EXERCISE REQUIREMENTS: The records are to be reproduced verbatim.

RECORDS SHOWN:
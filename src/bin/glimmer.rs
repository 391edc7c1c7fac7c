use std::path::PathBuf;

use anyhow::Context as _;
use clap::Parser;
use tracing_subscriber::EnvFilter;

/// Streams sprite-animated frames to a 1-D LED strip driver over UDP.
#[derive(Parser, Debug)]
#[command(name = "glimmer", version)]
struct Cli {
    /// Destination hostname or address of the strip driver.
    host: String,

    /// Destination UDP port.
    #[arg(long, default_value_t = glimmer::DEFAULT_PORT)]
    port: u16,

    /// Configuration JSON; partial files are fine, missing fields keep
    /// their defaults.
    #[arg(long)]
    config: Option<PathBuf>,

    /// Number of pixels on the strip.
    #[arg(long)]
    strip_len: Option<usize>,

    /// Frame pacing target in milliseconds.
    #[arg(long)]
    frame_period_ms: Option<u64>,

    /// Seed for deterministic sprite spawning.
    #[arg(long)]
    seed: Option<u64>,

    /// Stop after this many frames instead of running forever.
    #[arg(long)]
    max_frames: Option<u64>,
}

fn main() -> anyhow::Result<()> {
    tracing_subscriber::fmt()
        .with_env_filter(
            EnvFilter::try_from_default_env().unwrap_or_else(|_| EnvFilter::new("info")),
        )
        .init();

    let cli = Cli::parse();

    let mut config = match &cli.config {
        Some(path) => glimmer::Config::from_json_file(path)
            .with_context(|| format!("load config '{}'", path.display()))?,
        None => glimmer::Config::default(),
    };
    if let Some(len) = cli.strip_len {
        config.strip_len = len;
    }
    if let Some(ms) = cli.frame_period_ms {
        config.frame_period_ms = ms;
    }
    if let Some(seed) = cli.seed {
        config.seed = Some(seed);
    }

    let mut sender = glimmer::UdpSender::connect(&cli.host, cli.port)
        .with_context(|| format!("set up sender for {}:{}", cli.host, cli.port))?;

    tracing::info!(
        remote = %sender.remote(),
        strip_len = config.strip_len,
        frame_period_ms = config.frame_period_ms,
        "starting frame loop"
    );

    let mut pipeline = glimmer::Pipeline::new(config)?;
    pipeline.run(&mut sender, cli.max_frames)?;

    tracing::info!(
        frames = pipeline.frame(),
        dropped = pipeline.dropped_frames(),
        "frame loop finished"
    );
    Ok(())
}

RESULT OF THE TASK:
filename src/bin/glimmer.rs
repository 391edc7c1c7fac7c
use std::path::PathBuf;

use anyhow::Context as _;
use clap::Parser;
use tracing_subscriber::EnvFilter;

/// Streams sprite-animated frames to a 1-D LED strip driver over UDP.
#[derive(Parser, Debug)]
#[command(name = "glimmer", version)]
struct Cli {
    /// Destination hostname or address of the strip driver.
    host: String,

    /// Destination UDP port.
    #[arg(long, default_value_t = glimmer::DEFAULT_PORT)]
    port: u16,

    /// Configuration JSON; partial files are fine, missing fields keep
    /// their defaults.
    #[arg(long)]
    config: Option<PathBuf>,

    /// Number of pixels on the strip.
    #[arg(long)]
    strip_len: Option<usize>,

    /// Frame pacing target in milliseconds.
    #[arg(long)]
    frame_period_ms: Option<u64>,

    /// Seed for deterministic sprite spawning.
    #[arg(long)]
    seed: Option<u64>,

    /// Stop after this many frames instead of running forever.
    #[arg(long)]
    max_frames: Option<u64>,
}

fn main() -> anyhow::Result<()> {
    tracing_subscriber::fmt()
        .with_env_filter(
            EnvFilter::try_from_default_env().unwrap_or_else(|_| EnvFilter::new("info")),
        )
        .init();

    let cli = Cli::parse();

    let mut config = match &cli.config {
        Some(path) => glimmer::Config::from_json_file(path)
            .with_context(|| format!("load config '{}'", path.display()))?,
        None => glimmer::Config::default(),
    };
    if let Some(len) = cli.strip_len {
        config.strip_len = len;
    }
    if let Some(ms) = cli.frame_period_ms {
        config.frame_period_ms = ms;
    }
    if let Some(seed) = cli.seed {
        config.seed = Some(seed);
    }

    let mut sender = glimmer::UdpSender::connect(&cli.host, cli.port)
        .with_context(|| format!("set up sender for {}:{}", cli.host, cli.port))?;

    tracing::info!(
        remote = %sender.remote(),
        strip_len = config.strip_len,
        frame_period_ms = config.frame_period_ms,
        "starting frame loop"
    );

    let mut pipeline = glimmer::Pipeline::new(config)?;
    pipeline.run(&mut sender, cli.max_frames)?;

    tracing::info!(
        frames = pipeline.frame(),
        dropped = pipeline.dropped_frames(),
        "frame loop finished"
    );
    Ok(())
}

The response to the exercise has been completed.